Father Son Holy Gore - Free Country - RavenEast v. West, in terms of economy, leads to a deeper exploration of morality in Freies Land, as the sketchy political pasts of both East and West Germany bleed through the 1992 setting. Patrick and Markus each come from West and East Germany respectively. They embody the respective spirits of their states, as well as reflect their states as two sides of a similar coin.
Throughout the film Patrick’s doing his damnedest to be the ‘good’ cop. He wants to solve the case using his brain, like a proper detective. Markus prefers to use the tactics he learned as a member of the Stasi, choking and hitting people to get his answers. Patrick essentially spends much of his time working with Markus attempting to resist his new partner’s ideology. In the end, he succumbs to it.

The most glaring point is how Markus represents a history of communism that lives on in East Germany, and Patrick represents a history of fascism that most West Germans want to forget. While the legacy of Nazism and fascism is something a guy like Patrick rejects— in a microcosm, he’s rejecting it as he works to not become like Markus— the communist legacy of East Germany is one Markus, and many others, want to remember. A plaque in the hotel where the detectives are staying reads “Die Arbeiterklasse ist uns teuer,” or in English: “The working class is dear to us.” Markus actually calls West Germany fascist when he’s chewing Patrick out in one scene, to which Patrick takes offence. State communism is no better than capitalism lite when it descends into authoritarianism, which is why Markus— who worked for the Stasi in “Bautzen prison,” a SECRET POLICE FORCE you generally don’t see operating outside of authoritarian states— calling anybody a fascist is deeply ironic.
Markus is also reminiscent of many online socialist philosophers: he continually insists on delineating atrocities committed by communist authoritarian regimes from those of fascist regimes because he feels threatened by anything reflecting poorly on communism, even when a communist state slides the slippery slope down to becoming an authoritarian state. At the same time, Markus’s guilt is apparent in several scenes with the appearance of the raven, a symbol connected to his former identity. Likewise his clear health issues are a bodily metaphor of the guilt eating him up inside.

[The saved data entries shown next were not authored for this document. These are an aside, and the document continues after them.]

//! Integration tests for the ect CLI.

use std::fs;
use std::path::Path;
use std::process::{Command, Output};

fn ect(args: &[&str]) -> Output {
    Command::new(env!("CARGO_BIN_EXE_ect"))
        // Keep the user's config file out of the way.
        .args(["--config", "/nonexistent/ect/config.toml"])
        .args(args)
        .env_remove("RUST_LOG")
        .output()
        .expect("Failed to execute command")
}

fn stdout(output: &Output) -> String {
    String::from_utf8_lossy(&output.stdout).into_owned()
}

fn stderr(output: &Output) -> String {
    String::from_utf8_lossy(&output.stderr).into_owned()
}

fn write_cities(dir: &Path) -> String {
    let path = dir.join("cities.csv");
    fs::write(
        &path,
        "name,population,location\n\
         Hamburg,1800000,\"10.0, 53.5\"\n\
         Bergen,285000,\"5.3, 60.4\"\n\
         Tromso,285000,\"18.9, 69.6\"\n",
    )
    .unwrap();
    path.to_string_lossy().into_owned()
}

fn write_graph(dir: &Path) -> String {
    let path = dir.join("lowest.json");
    fs::write(
        &path,
        r#"{
            "name": "cities",
            "inputs": { "file": { "type": "str" } },
            "outputs": { "lowest": "min.return" },
            "steps": [
                { "id": "min", "op": "data_frame_min",
                  "inputs": { "df": "read.return", "var": { "value": "population" } } },
                { "id": "read", "op": "read_csv", "inputs": { "file": "file" } }
            ]
        }"#,
    )
    .unwrap();
    path.to_string_lossy().into_owned()
}

#[test]
fn test_help() {
    let output = ect(&["--help"]);
    assert!(output.status.success());
    assert!(stdout(&output).contains("Run operations and workflow graphs"));
}

#[test]
fn test_version() {
    let output = ect(&["--version"]);
    assert!(output.status.success());
    assert_eq!(
        stdout(&output),
        format!("ect {}\n", env!("CARGO_PKG_VERSION"))
    );
}

#[test]
fn test_list() {
    let output = ect(&["list"]);
    assert!(output.status.success());
    let stdout = stdout(&output);
    assert!(stdout.starts_with("5 operations found\n"), "{stdout}");
    assert!(stdout.contains("   1: read_csv\n"));
    assert!(stdout.contains("   5: data_frame_query\n"));
}

#[test]
fn test_list_pattern_is_case_insensitive() {
    let output = ect(&["list", "--pattern", "DATA_frame_m*"]);
    assert!(output.status.success());
    assert_eq!(
        stdout(&output),
        "2 operations found\n   1: data_frame_min\n   2: data_frame_max\n"
    );

    let output = ect(&["list", "-p", "nothing*"]);
    assert_eq!(stdout(&output), "No operations found\n");
}

#[test]
fn test_list_by_tag() {
    let output = ect(&["list", "--tag", "io"]);
    assert!(output.status.success());
    assert_eq!(stdout(&output), "One operation found\n   1: read_csv\n");
}

#[test]
fn test_info_json() {
    let output = ect(&["info", "data_frame_query", "--json"]);
    assert!(output.status.success());
    let sig: serde_json::Value = serde_json::from_str(&stdout(&output)).unwrap();
    assert_eq!(sig["name"], "data_frame_query");
    assert_eq!(sig["version"], "1.0");
    assert_eq!(sig["inputs"]["query_expr"]["type"], "str");
    assert_eq!(sig["accepts_monitor"], true);
}

#[test]
fn test_info_unknown_operation() {
    let output = ect(&["info", "no_such_op"]);
    assert!(!output.status.success());
    assert!(stderr(&output).contains("Unknown operation 'no_such_op'"));
}

#[test]
fn test_run_operation() {
    let dir = tempfile::tempdir().unwrap();
    let csv = write_cities(dir.path());

    let output = ect(&["run", "read_csv", &format!("file={csv}")]);
    assert!(output.status.success(), "{}", stderr(&output));
    let stdout = stdout(&output);
    assert!(stdout.contains("Running operation read_csv"));
    assert!(stdout.contains("Output: name\tpopulation\tlocation\n"), "{stdout}");
    assert!(stdout.contains("(3 rows)"));
}

#[test]
fn test_run_graph() {
    let dir = tempfile::tempdir().unwrap();
    let csv = write_cities(dir.path());
    let graph = write_graph(dir.path());

    let output = ect(&["run", &graph, &format!("file='{csv}'")]);
    assert!(output.status.success(), "{}", stderr(&output));
    let stdout = stdout(&output);
    assert!(stdout.contains("Output: lowest = "), "{stdout}");
    assert!(stdout.contains("Bergen\t285000"));
    assert!(!stdout.contains("Tromso"));
    assert!(stdout.contains("(1 rows)"));
}

#[test]
fn test_run_graph_with_monitor() {
    let dir = tempfile::tempdir().unwrap();
    let csv = write_cities(dir.path());
    let graph = write_graph(dir.path());

    let output = ect(&["run", "--monitor", &graph, &format!("file={csv}")]);
    assert!(output.status.success(), "{}", stderr(&output));
    let stdout = stdout(&output);
    assert!(stdout.contains("cities: started\n"), "{stdout}");
    assert!(stdout.contains("cities: 100%\n"));
    assert!(stdout.contains("cities: done\n"));
}

#[test]
fn test_run_graph_rejects_positional_arguments() {
    let dir = tempfile::tempdir().unwrap();
    let graph = write_graph(dir.path());

    let output = ect(&["run", &graph, "42"]);
    assert!(!output.status.success());
    assert!(stderr(&output).contains("positional arguments"));
}

#[test]
fn test_run_graph_unbound_input() {
    let dir = tempfile::tempdir().unwrap();
    let graph = write_graph(dir.path());

    let output = ect(&["run", &graph]);
    assert!(!output.status.success());
    assert!(
        stderr(&output).contains("input 'file' required by step 'read' is not bound"),
        "{}",
        stderr(&output)
    );
}

#[test]
fn test_run_rejects_bad_keyword() {
    let output = ect(&["run", "read_csv", "1file=x.csv"]);
    assert!(!output.status.success());
    assert!(stderr(&output).contains("not a valid identifier"));
}

#[test]
fn test_run_unknown_operation() {
    let output = ect(&["run", "no_such_op"]);
    assert!(!output.status.success());
    assert!(stderr(&output).contains("Unknown operation 'no_such_op'"));
}

#[test]
fn test_quiet_mode() {
    let output = ect(&["-q", "list"]);
    assert!(output.status.success());
    assert!(stdout(&output).is_empty());
}

#[test]
fn test_config_defaults_apply() {
    let dir = tempfile::tempdir().unwrap();
    let config = dir.path().join("config.toml");
    fs::write(&config, "[defaults]\nquiet = true\n").unwrap();

    let output = Command::new(env!("CARGO_BIN_EXE_ect"))
        .arg("--config")
        .arg(&config)
        .arg("list")
        .output()
        .expect("Failed to execute command");
    assert!(output.status.success());
    assert!(stdout(&output).is_empty());
}

#[test]
fn test_completions() {
    let output = ect(&["completions", "bash"]);
    assert!(output.status.success());
    assert!(stdout(&output).contains("ect"));
}
//! Parsing of command-line argument text into values.
//!
//! The grammar is fixed: booleans, null, numbers, quoted strings and
//! bracketed lists. Anything else is taken verbatim as a string. Text is
//! never evaluated.

use crate::error::{Error, Result};
use crate::value::Value;

/// Parse a literal.
pub fn parse_literal(text: &str) -> Result<Value> {
    let trimmed = text.trim();
    let starts_structured = trimmed.starts_with(['[', '(', '"', '\'']);
    if !starts_structured {
        return Ok(parse_scalar(trimmed).unwrap_or_else(|| Value::String(text.to_string())));
    }

    let mut parser = Parser {
        chars: trimmed.chars().collect(),
        pos: 0,
    };
    let value = parser.value()?;
    parser.skip_ws();
    if parser.pos < parser.chars.len() {
        return Err(Error::Argument(format!(
            "unexpected trailing text in literal '{trimmed}'"
        )));
    }
    Ok(value)
}

fn parse_scalar(text: &str) -> Option<Value> {
    match text {
        "true" | "True" => return Some(Value::Bool(true)),
        "false" | "False" => return Some(Value::Bool(false)),
        "null" | "None" => return Some(Value::Null),
        _ => {}
    }
    if let Ok(n) = text.parse::<i64>() {
        return Some(Value::Int(n));
    }
    // Only finite decimal text; "inf", "-inf" and "nan" stay strings.
    if text.starts_with(|c: char| c.is_ascii_digit() || matches!(c, '-' | '+' | '.')) {
        if let Ok(f) = text.parse::<f64>() {
            if f.is_finite() {
                return Some(Value::Float(f));
            }
        }
    }
    None
}

struct Parser {
    chars: Vec<char>,
    pos: usize,
}

impl Parser {
    fn peek(&self) -> Option<char> {
        self.chars.get(self.pos).copied()
    }

    fn skip_ws(&mut self) {
        while self.peek().is_some_and(char::is_whitespace) {
            self.pos += 1;
        }
    }

    fn value(&mut self) -> Result<Value> {
        self.skip_ws();
        match self.peek() {
            Some(open @ ('[' | '(')) => self.list(if open == '[' { ']' } else { ')' }),
            Some(quote @ ('"' | '\'')) => self.string(quote).map(Value::String),
            Some(_) => self.bare(),
            None => Err(Error::Argument("unexpected end of literal".into())),
        }
    }

    fn list(&mut self, close: char) -> Result<Value> {
        self.pos += 1;
        let mut items = Vec::new();
        loop {
            self.skip_ws();
            match self.peek() {
                Some(c) if c == close => {
                    self.pos += 1;
                    return Ok(Value::List(items));
                }
                None => return Err(Error::Argument(format!("missing closing '{close}'"))),
                _ => {}
            }
            items.push(self.value()?);
            self.skip_ws();
            match self.peek() {
                Some(',') => self.pos += 1,
                Some(c) if c == close => {}
                Some(c) => {
                    return Err(Error::Argument(format!(
                        "expected ',' or '{close}', found '{c}'"
                    )));
                }
                None => return Err(Error::Argument(format!("missing closing '{close}'"))),
            }
        }
    }

    fn string(&mut self, quote: char) -> Result<String> {
        self.pos += 1;
        let mut out = String::new();
        while let Some(c) = self.peek() {
            self.pos += 1;
            match c {
                '\\' => {
                    let escaped = self
                        .peek()
                        .ok_or_else(|| Error::Argument("dangling escape in string".into()))?;
                    self.pos += 1;
                    out.push(match escaped {
                        'n' => '\n',
                        't' => '\t',
                        'r' => '\r',
                        '0' => '\0',
                        other => other,
                    });
                }
                c if c == quote => return Ok(out),
                c => out.push(c),
            }
        }
        Err(Error::Argument(format!("unterminated string, missing {quote}")))
    }

    /// An unquoted element inside a list.
    fn bare(&mut self) -> Result<Value> {
        let start = self.pos;
        while let Some(c) = self.peek() {
            if matches!(c, ',' | ']' | ')' | '[' | '(' | '"' | '\'') {
                break;
            }
            self.pos += 1;
        }
        let text: String = self.chars[start..self.pos].iter().collect();
        let text = text.trim();
        if text.is_empty() {
            return Err(Error::Argument("empty list element".into()));
        }
        Ok(parse_scalar(text).unwrap_or_else(|| Value::String(text.to_string())))
    }
}

#[cfg(test)]
mod tests {
    use super::*;

    #[test]
    fn test_scalars() {
        assert_eq!(parse_literal("true").unwrap(), Value::Bool(true));
        assert_eq!(parse_literal("False").unwrap(), Value::Bool(false));
        assert_eq!(parse_literal("None").unwrap(), Value::Null);
        assert_eq!(parse_literal("-12").unwrap(), Value::Int(-12));
        assert_eq!(parse_literal("2.5e3").unwrap(), Value::Float(2500.0));
        assert_eq!(parse_literal("population").unwrap(), Value::from("population"));
        assert_eq!(parse_literal("nan").unwrap(), Value::from("nan"));
        for text in ["-inf", "+inf", "+nan", "1e999"] {
            assert_eq!(parse_literal(text).unwrap(), Value::from(text));
        }
    }

    #[test]
    fn test_raw_text_is_kept_verbatim() {
        assert_eq!(parse_literal("10.0, 53.5").unwrap(), Value::from("10.0, 53.5"));
        assert_eq!(
            parse_literal("__import__('os')").unwrap(),
            Value::from("__import__('os')")
        );
    }

    #[test]
    fn test_quoted_strings() {
        assert_eq!(parse_literal("'42'").unwrap(), Value::from("42"));
        assert_eq!(parse_literal(r#""a\"b\n""#).unwrap(), Value::from("a\"b\n"));
        assert!(matches!(parse_literal("'open"), Err(Error::Argument(_))));
    }

    #[test]
    fn test_lists() {
        assert_eq!(
            parse_literal("[1, 2.5, 'x', [true, None]]").unwrap(),
            Value::List(vec![
                Value::Int(1),
                Value::Float(2.5),
                Value::from("x"),
                Value::List(vec![Value::Bool(true), Value::Null]),
            ])
        );
        assert_eq!(
            parse_literal("(0, 0, 2, 2)").unwrap(),
            Value::from(vec![0i64, 0, 2, 2])
        );
        assert_eq!(parse_literal("[]").unwrap(), Value::List(vec![]));
        assert_eq!(parse_literal("[1,]").unwrap(), Value::from(vec![1i64]));
    }

    #[test]
    fn test_malformed_lists() {
        assert!(matches!(parse_literal("[1, 2"), Err(Error::Argument(_))));
        assert!(matches!(parse_literal("[1 2] x"), Err(Error::Argument(_))));
        assert!(matches!(parse_literal("[1, , 2]"), Err(Error::Argument(_))));
    }
}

What ultimately emerges between Patrick and Markus is a battle of moralities, yet it’s also about legacy. Patrick is a soon-to-be father who’s starting to think about what kind of person he’s going to raise from an infant into a responsible member of society. He’s tainted by falling in with Markus’s tactics, but he has a choice: he can accept the legacy of his country’s past, he can be the same type of man as the men of West Germany before him, or he can actively reject that legacy and forge his own, one of morals and of dignity, one that’s worth passing on to his child.Father Son Holy Gore - Free Country - The Working Class is Dear to UsBy the time Patrick and Markus finish their investigation the audience is left to wonder if the solving of a crime is worth losing one’s morals. Police detectives are no better than criminals when they step outside the law to get their information, regardless of whether the information is correct. The ends do not justify the means. Like East Germany touting communism while they have secret police silencing political dissidents behind closed doors.

Freies Land ends ambiguously, in spite of the murder case’s closure. We’re left to stew in the cold, hard reality of the moralities on display. Neither Patrick nor Markus have the higher moral ground, but they still remain two very different men. Markus seems satisfied with himself and the results of their work. Patrick’s reaction to him in the final scene suggests he doesn’t intend on carrying on the legacy he’s let taint him. I’d like to imagine Patrick now, in 2020, with a grown child. I wonder what he’d think of how fascism is still alive and well, how the dark legacy of East Germany just never ever seems to die.